Pro Tip: Your story needs to be exciting enough to convince your contact to pursue it. If a journalist doesn’t consider your story newsworthy, they won’t be motivated to cover it. Try to find an angle that people outside your organization will find interesting, impressive, or appealing.
How to Reach Out
When trying to win free press for your brand, you are essentially asking someone to do you a favor. That’s how you should approach the process of reaching out. Be forthcoming and complimentary. Express your appreciation for the hard work they do as members of the media.
In the case of traditional media outlets like newspapers and magazines, reaching out with a press release is routine. You can learn more about writing a successful press release here. Whether you decide to approach a journalist covering your beat or an editor, they know what you want. Organizations approach them all the time for press coverage. Simply copy your press release into the body of an email (never attach!) with a short note and send.
Sometimes, publications will have a system set up for accepting press releases like a form on their website or a press release email address. If so, they usually have instructions on their website. Follow them exactly. This method is less personal, but may still be effective. In many cases, publications will publish your press release directly with few changes. It’s great when this happens because your language and how you choose to represent your brand remain intact.
For less traditional media sources like a small blog or trade organization, reaching out can be more casual. A press release may not be appropriate for your first attempt. Craft an email introducing yourself and your business. Be as direct as you feel comfortable with. You can ask a related question before you make a request, but directly asking for help works too. For example, try saying, “I’m working on growing my business. Would it be possible to be included in your monthly newsletter?” The more you ask for help, the easier it will become!
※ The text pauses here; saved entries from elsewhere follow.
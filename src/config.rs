use std::path::{Path, PathBuf};

use anyhow::{bail, Context, Result};
use serde::Deserialize;

/// Default location of the configuration file, relative to the working directory.
pub const DEFAULT_CONFIG_PATH: &str = "config/default.toml";

/// Environment variable that overrides [`DEFAULT_CONFIG_PATH`].
pub const CONFIG_PATH_ENV: &str = "SHARPSIDE_CONFIG";

#[derive(Debug, Clone, Default, Deserialize)]
pub struct AppConfig {
    #[serde(default)]
    pub engine: EngineConfig,
    #[serde(default)]
    pub parlay: ParlayConfig,
    #[serde(default)]
    pub monitoring: MonitoringConfig,
    #[serde(default)]
    pub output: OutputConfig,
}

/// Thresholds owned by the analysis engine. Read-only once the engine is built.
#[derive(Debug, Clone, Copy, PartialEq, Deserialize)]
pub struct EngineConfig {
    /// Minimum best-bet confidence for a pick to be listed as a top pick.
    pub confidence_threshold: f64,
    /// Minimum overall confidence for a game to be used as a parlay leg.
    pub parlay_confidence_threshold: f64,
}

impl Default for EngineConfig {
    fn default() -> Self {
        Self {
            confidence_threshold: 3.0,
            parlay_confidence_threshold: 4.0,
        }
    }
}

#[derive(Debug, Clone, PartialEq, Eq, Deserialize)]
pub struct ParlayConfig {
    pub max_parlays: usize,
    /// Placeholder payout quoted for every 2-leg parlay. Not priced from leg odds.
    pub two_leg_odds: String,
    /// Placeholder payout quoted for the 3-leg parlay. Not priced from leg odds.
    pub three_leg_odds: String,
}

impl Default for ParlayConfig {
    fn default() -> Self {
        Self {
            max_parlays: 3,
            two_leg_odds: "+260".to_string(),
            three_leg_odds: "+600".to_string(),
        }
    }
}

#[derive(Debug, Clone, Deserialize)]
pub struct MonitoringConfig {
    pub log_level: String,
    pub json_logs: bool,
}

impl Default for MonitoringConfig {
    fn default() -> Self {
        Self {
            log_level: "info".to_string(),
            json_logs: true,
        }
    }
}

#[derive(Debug, Clone, Copy, PartialEq, Eq, Default, Deserialize, clap::ValueEnum)]
#[serde(rename_all = "lowercase")]
pub enum OutputFormat {
    #[default]
    Json,
    Text,
}

#[derive(Debug, Clone, Default, Deserialize)]
pub struct OutputConfig {
    #[serde(default)]
    pub format: OutputFormat,
    #[serde(default)]
    pub pretty: bool,
}

impl AppConfig {
    /// Resolve the config path: explicit argument, then `SHARPSIDE_CONFIG`, then the default.
    pub fn resolve_path(explicit: Option<&Path>) -> PathBuf {
        if let Some(path) = explicit {
            return path.to_path_buf();
        }
        std::env::var(CONFIG_PATH_ENV)
            .map(PathBuf::from)
            .unwrap_or_else(|_| PathBuf::from(DEFAULT_CONFIG_PATH))
    }

    /// Load configuration from a TOML file after loading `.env` into the environment.
    ///
    /// A missing file at the default location falls back to built-in defaults; a missing
    /// file that was asked for explicitly is an error.
    pub fn load(explicit: Option<&Path>) -> Result<Self> {
        dotenvy::dotenv().ok();

        let config_path = Self::resolve_path(explicit);
        if explicit.is_none() && !config_path.exists() {
            return Ok(Self::default());
        }

        let contents = std::fs::read_to_string(&config_path)
            .with_context(|| format!("Failed to read config file: {}", config_path.display()))?;

        let config = Self::from_toml(&contents)
            .with_context(|| format!("Failed to parse {}", config_path.display()))?;

        Ok(config)
    }

    /// Parse and validate a TOML document.
    pub fn from_toml(contents: &str) -> Result<Self> {
        let config: AppConfig = toml::from_str(contents)?;
        config.validate()?;
        Ok(config)
    }

    fn validate(&self) -> Result<()> {
        let engine = &self.engine;
        if !engine.confidence_threshold.is_finite() || !engine.parlay_confidence_threshold.is_finite()
        {
            bail!("engine thresholds must be finite numbers");
        }
        if self.parlay.max_parlays == 0 {
            bail!("parlay.max_parlays must be at least 1");
        }
        Ok(())
    }
}
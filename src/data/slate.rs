//! Slate loading.
//!
//! A slate is one day's games, supplied as a JSON array of game records. Only the
//! array shape is checked here. Entries stay untyped JSON until analysis, where each
//! one is deserialized and validated on its own so a single bad record cannot sink
//! the whole slate.

use std::path::Path;

use anyhow::{Context, Result};
use serde_json::Value;

/// Read a slate file from disk.
pub fn load_slate(path: &Path) -> Result<Vec<Value>> {
    let contents = std::fs::read_to_string(path)
        .with_context(|| format!("Failed to read slate file: {}", path.display()))?;
    parse_slate(&contents).with_context(|| format!("Failed to parse {}", path.display()))
}

/// Parse a slate from its JSON text.
pub fn parse_slate(json: &str) -> Result<Vec<Value>> {
    let records: Vec<Value> =
        serde_json::from_str(json).context("slate must be a JSON array of game records")?;
    tracing::debug!(records = records.len(), "Slate parsed");
    Ok(records)
}
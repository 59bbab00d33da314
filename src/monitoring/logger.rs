use anyhow::{anyhow, Result};
use tracing_subscriber::EnvFilter;

use crate::config::MonitoringConfig;

/// Install the global subscriber. `RUST_LOG` takes precedence over the configured level.
pub fn init_logging(config: &MonitoringConfig) -> Result<()> {
    let filter = EnvFilter::try_from_default_env()
        .unwrap_or_else(|_| EnvFilter::new(&config.log_level));

    // Logs go to stderr so stdout carries only the report.
    let builder = tracing_subscriber::fmt()
        .with_env_filter(filter)
        .with_writer(std::io::stderr)
        .with_target(true);

    let installed = if config.json_logs {
        builder
            .json()
            .with_file(true)
            .with_line_number(true)
            .try_init()
    } else {
        builder.compact().try_init()
    };

    installed.map_err(|e| anyhow!("Failed to install tracing subscriber: {e}"))
}
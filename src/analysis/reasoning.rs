//! Short human-readable justifications for each market block.

use crate::data::GameRecord;
use crate::market::models::Market;

pub const HIGH_CONFIDENCE: f64 = 4.0;
pub const REASON_SEPARATOR: &str = " | ";
pub const FALLBACK_REASON: &str = "Solid value based on analytics";

/// Build the reasoning line for one market from simple conditional fragments.
pub fn market_reasoning(market: Market, confidence: f64, record: &GameRecord) -> String {
    let mut reasons: Vec<String> = Vec::new();

    if confidence >= HIGH_CONFIDENCE {
        reasons.push("🔥 High confidence play".to_string());
    }

    match market {
        Market::Moneyline => {
            if record.home_rest_days > 2 {
                reasons.push("Home team well-rested".to_string());
            }
            if !record.away_key_injuries.is_empty() {
                reasons.push("Key away injuries".to_string());
            }
        }
        Market::Spread => {
            if record.public_betting_pct > 70.0 {
                reasons.push("Fading heavy public action".to_string());
            }
            reasons.push(format!("Home ATS: {}", record.home_ats_record));
        }
        Market::Total => {
            let pace = record.combined_pace();
            if pace > 102.0 {
                reasons.push(format!("High combined pace ({pace:.1})"));
            } else {
                reasons.push(format!("Slow pace matchup ({pace:.1})"));
            }
        }
    }

    if reasons.is_empty() {
        FALLBACK_REASON.to_string()
    } else {
        reasons.join(REASON_SEPARATOR)
    }
}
Pro Tip: When you reach out with a request, emphasize how your story will benefit the contact’s audience. For example, when emailing a press release to a journalist, including why you think their readers will find the story interesting. When reaching out to a blogger, show them how your story relates to one of their recent posts.
After you start reaching out, focus on developing relationships with the contacts that you’ve made. Once you’ve opened up a conversation, connecting in the future becomes easier. Even if a previous interaction did not result in any press, it’s wise to continue reaching out as more newsworthy developments happen in your business or nonprofit. It might take some time before a contact decides to follow through with one of your requests. Especially when it comes to journalists, persistence is rewarded. Your third press release might be the one that convinces them that you really do have a story to share.
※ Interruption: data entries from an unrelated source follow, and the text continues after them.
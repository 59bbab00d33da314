pub mod engine;
pub mod reasoning;
pub mod slate;

use std::fmt;

use serde::Serialize;

use crate::market::models::{serialize_confidence, BestBet, MarketPick, PropOpportunity};

pub use engine::AnalysisEngine;
pub use slate::{SlateFailure, SlateReport, TopPick};

/// Complete per-game output of the analyzer.
#[derive(Debug, Clone, PartialEq, Serialize)]
pub struct GameAnalysis {
    pub game_id: String,
    /// `"<away> @ <home>"`.
    pub matchup: String,
    pub game_time: String,
    pub moneyline: MarketPick,
    pub spread: MarketPick,
    pub total: MarketPick,
    pub best_bet: BestBet,
    pub props: Vec<PropOpportunity>,
    /// Highest of the three market confidences.
    #[serde(serialize_with = "serialize_confidence")]
    pub overall_confidence: f64,
    pub parlay_eligible: bool,
}

impl fmt::Display for GameAnalysis {
    fn fmt(&self, f: &mut fmt::Formatter<'_>) -> fmt::Result {
        writeln!(f, "{} | {} | {}", self.matchup, self.game_time, self.game_id)?;
        writeln!(
            f,
            "  Best bet: {} ({}) {:.1} {}",
            self.best_bet.pick, self.best_bet.market, self.best_bet.confidence, self.best_bet.stars
        )?;
        for (label, block) in [
            ("Moneyline", &self.moneyline),
            ("Spread", &self.spread),
            ("Total", &self.total),
        ] {
            let line = block
                .line
                .as_ref()
                .map(|l| format!(" {l}"))
                .unwrap_or_default();
            writeln!(
                f,
                "  {label:<9} {:.1}  {}{line} ({}) - {}",
                block.confidence, block.pick, block.odds, block.reasoning
            )?;
        }
        for prop in &self.props {
            writeln!(
                f,
                "  Prop: {} {} {} ({:.1}) - {}",
                prop.player, prop.prop_type, prop.line, prop.confidence, prop.reasoning
            )?;
        }
        write!(
            f,
            "  Overall: {:.1}{}",
            self.overall_confidence,
            if self.parlay_eligible { " | parlay eligible" } else { "" }
        )
    }
}
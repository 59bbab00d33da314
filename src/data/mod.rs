pub mod record;
pub mod slate;

pub use record::{GameRecord, RawGameRecord, WinLoss};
If reaching out to a certain contact successfully resulted in press for your business, fantastic! Reply with a thank you. Engage on social media. And definitely make sure to follow up with any exciting news in the future. This could be the blossoming of a beautiful media relationship.
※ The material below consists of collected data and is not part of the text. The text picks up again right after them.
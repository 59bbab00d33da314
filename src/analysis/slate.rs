//! Whole-slate analysis.
//!
//! Every record is analyzed independently; a record that fails validation is reported
//! and skipped without touching the others. Parlays are composed only after every
//! game in the slate has been analyzed.

use std::fmt;

use chrono::{DateTime, Utc};
use serde::{Serialize, Serializer};
use serde_json::Value;
use tracing::{info, instrument, warn};

use crate::analysis::{AnalysisEngine, GameAnalysis};
use crate::data::RawGameRecord;
use crate::error::AnalysisError;
use crate::market::models::BestBet;
use crate::parlay::Parlay;

/// A record that could not be analyzed.
#[derive(Debug, Clone, PartialEq, Serialize)]
pub struct SlateFailure {
    /// Position of the record in the input slate.
    pub index: usize,
    pub game_id: Option<String>,
    #[serde(serialize_with = "serialize_error")]
    pub error: AnalysisError,
}

fn serialize_error<S: Serializer>(error: &AnalysisError, serializer: S) -> Result<S::Ok, S::Error> {
    serializer.collect_str(error)
}

/// A best bet that clears the engine's confidence threshold.
#[derive(Debug, Clone, PartialEq, Serialize)]
pub struct TopPick {
    pub game_id: String,
    pub matchup: String,
    pub game_time: String,
    pub best_bet: BestBet,
}

#[derive(Debug, Clone, Serialize)]
pub struct SlateReport {
    pub generated_at: DateTime<Utc>,
    pub analyses: Vec<GameAnalysis>,
    pub failures: Vec<SlateFailure>,
    pub top_picks: Vec<TopPick>,
    pub parlays: Vec<Parlay>,
}

impl AnalysisEngine {
    /// Analyze every record of a slate, then build top picks and parlays from the
    /// games that succeeded.
    #[instrument(skip_all, fields(games = records.len()))]
    pub fn analyze_slate(&self, records: Vec<Value>) -> SlateReport {
        let mut analyses = Vec::with_capacity(records.len());
        let mut failures = Vec::new();

        for (index, entry) in records.into_iter().enumerate() {
            let game_id = entry
                .get("game_id")
                .and_then(Value::as_str)
                .map(str::to_string);
            match RawGameRecord::from_json(entry).and_then(|raw| self.analyze_game(raw)) {
                Ok(analysis) => analyses.push(analysis),
                Err(error) => {
                    warn!(
                        index,
                        game_id = game_id.as_deref().unwrap_or("<unknown>"),
                        error = %error,
                        "Skipping game record"
                    );
                    failures.push(SlateFailure {
                        index,
                        game_id,
                        error,
                    });
                }
            }
        }

        let top_picks = self.top_picks(&analyses);
        let parlays = self.compose_parlays(&analyses);

        info!(
            analyzed = analyses.len(),
            failed = failures.len(),
            top_picks = top_picks.len(),
            parlays = parlays.len(),
            "Slate analyzed"
        );

        SlateReport {
            generated_at: Utc::now(),
            analyses,
            failures,
            top_picks,
            parlays,
        }
    }

    /// Best bets at or above `confidence_threshold`, strongest first. Ties keep
    /// slate order.
    pub fn top_picks(&self, analyses: &[GameAnalysis]) -> Vec<TopPick> {
        let mut picks: Vec<TopPick> = analyses
            .iter()
            .filter(|a| a.best_bet.confidence >= self.config().confidence_threshold)
            .map(|a| TopPick {
                game_id: a.game_id.clone(),
                matchup: a.matchup.clone(),
                game_time: a.game_time.clone(),
                best_bet: a.best_bet.clone(),
            })
            .collect();
        picks.sort_by(|a, b| b.best_bet.confidence.total_cmp(&a.best_bet.confidence));
        picks
    }
}

impl fmt::Display for SlateReport {
    fn fmt(&self, f: &mut fmt::Formatter<'_>) -> fmt::Result {
        writeln!(
            f,
            "=== Slate Report ({}) ===",
            self.generated_at.format("%Y-%m-%d %H:%M UTC")
        )?;
        writeln!(
            f,
            "Games: {} analyzed, {} skipped",
            self.analyses.len(),
            self.failures.len()
        )?;

        writeln!(f, "\n--- Top Picks ---")?;
        if self.top_picks.is_empty() {
            writeln!(f, "None")?;
        }
        for pick in &self.top_picks {
            writeln!(
                f,
                "{} {} | {} ({:.1})",
                pick.best_bet.stars, pick.best_bet.pick, pick.matchup, pick.best_bet.confidence
            )?;
        }

        writeln!(f, "\n--- Games ---")?;
        for analysis in &self.analyses {
            writeln!(f, "{analysis}")?;
        }

        writeln!(f, "\n--- Parlays ---")?;
        if self.parlays.is_empty() {
            writeln!(f, "None")?;
        }
        for parlay in &self.parlays {
            writeln!(f, "{parlay}")?;
        }

        for failure in &self.failures {
            writeln!(
                f,
                "Skipped #{} ({}): {}",
                failure.index,
                failure.game_id.as_deref().unwrap_or("unknown"),
                failure.error
            )?;
        }
        Ok(())
    }
}

#[cfg(test)]
mod tests {
    use super::*;
    use serde_json::json;

    fn game(id: &str, home_off: f64) -> Value {
        json!({
            "game_id": id,
            "home_team": format!("Home {id}"),
            "away_team": format!("Away {id}"),
            "game_time": "8:00 PM ET",
            "home_offensive_rating": home_off,
            "home_last_5_record": "5-0",
            "away_last_5_record": "0-5",
            "away_rest_days": 0,
            "away_key_injuries": ["A", "B"],
            "home_home_record": "22-3",
        })
    }

    #[test]
    fn test_bad_record_is_isolated() {
        let engine = AnalysisEngine::default();
        let mut broken = game("g2", 120.0);
        broken["home_home_record"] = json!("22/3");
        let report = engine.analyze_slate(vec![game("g1", 120.0), broken, game("g3", 125.0)]);

        assert_eq!(report.analyses.len(), 2);
        assert_eq!(report.failures.len(), 1);
        assert_eq!(report.failures[0].index, 1);
        assert_eq!(report.failures[0].game_id.as_deref(), Some("g2"));
        assert!(matches!(
            report.failures[0].error,
            AnalysisError::MalformedRecordString { field: "home_home_record", .. }
        ));
        assert_eq!(report.parlays.len(), 1);
    }

    #[test]
    fn test_wrongly_typed_record_is_isolated() {
        let engine = AnalysisEngine::default();
        let mut rest_as_float = game("g2", 120.0);
        rest_as_float["home_rest_days"] = json!(1.5);
        let mut spread_as_word = game("g3", 120.0);
        spread_as_word["spread"] = json!("minus five");
        let report = engine.analyze_slate(vec![
            game("g1", 120.0),
            rest_as_float,
            spread_as_word,
            game("g4", 125.0),
        ]);

        assert_eq!(report.analyses.len(), 2);
        assert_eq!(report.analyses[0].game_id, "g1");
        assert_eq!(report.analyses[1].game_id, "g4");
        let failed: Vec<(usize, Option<&str>)> = report
            .failures
            .iter()
            .map(|f| (f.index, f.game_id.as_deref()))
            .collect();
        assert_eq!(failed, vec![(1, Some("g2")), (2, Some("g3"))]);
        assert!(report
            .failures
            .iter()
            .all(|f| matches!(f.error, AnalysisError::InvalidRecord(_))));
        assert_eq!(report.parlays.len(), 1);
    }

    #[test]
    fn test_top_picks_sorted_and_thresholded() {
        let engine = AnalysisEngine::default();
        let weak = json!({
            "game_id": "weak",
            "home_team": "H",
            "away_team": "A",
            "game_time": "7:00 PM ET",
            "home_offensive_rating": 95,
            "home_last_5_record": "0-5",
            "away_last_5_record": "5-0",
        });
        let report = engine.analyze_slate(vec![game("g1", 112.0), weak, game("g2", 125.0)]);
        let ids: Vec<&str> = report.top_picks.iter().map(|p| p.game_id.as_str()).collect();
        assert_eq!(ids, vec!["g2", "g1"]);
    }

    #[test]
    fn test_report_serializes_failures_as_messages() {
        let engine = AnalysisEngine::default();
        let report = engine.analyze_slate(vec![json!({"game_id": "x"})]);
        let value = serde_json::to_value(&report).unwrap();
        assert_eq!(
            value["failures"][0]["error"],
            json!("missing required field: home_team")
        );
        assert!(value["parlays"].as_array().unwrap().is_empty());
        assert!(report.to_string().contains("Skipped #0 (x)"));
    }
}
Pro Tip: When reaching out for a second or third time, reply back to your previous email thread. This will refresh your contact on who you are and your previous conversation.
There are really so many ways that you can drum up press for your small business or nonprofit. The key is finding the players that hold influence in your industry and sharing your story with them. Once you do that, you can begin building media relationships and see your own influence grow.
Approaching the press on behalf of your small business or nonprofit can be daunting. If you need help with any part of this process, from deciding on media outlets to crafting a persuasive press release, our digital marketing experts can have your back. We’re here to help small businesses grow, and winning free press is an effective strategy.
Best of luck spreading the word about your business or nonprofit!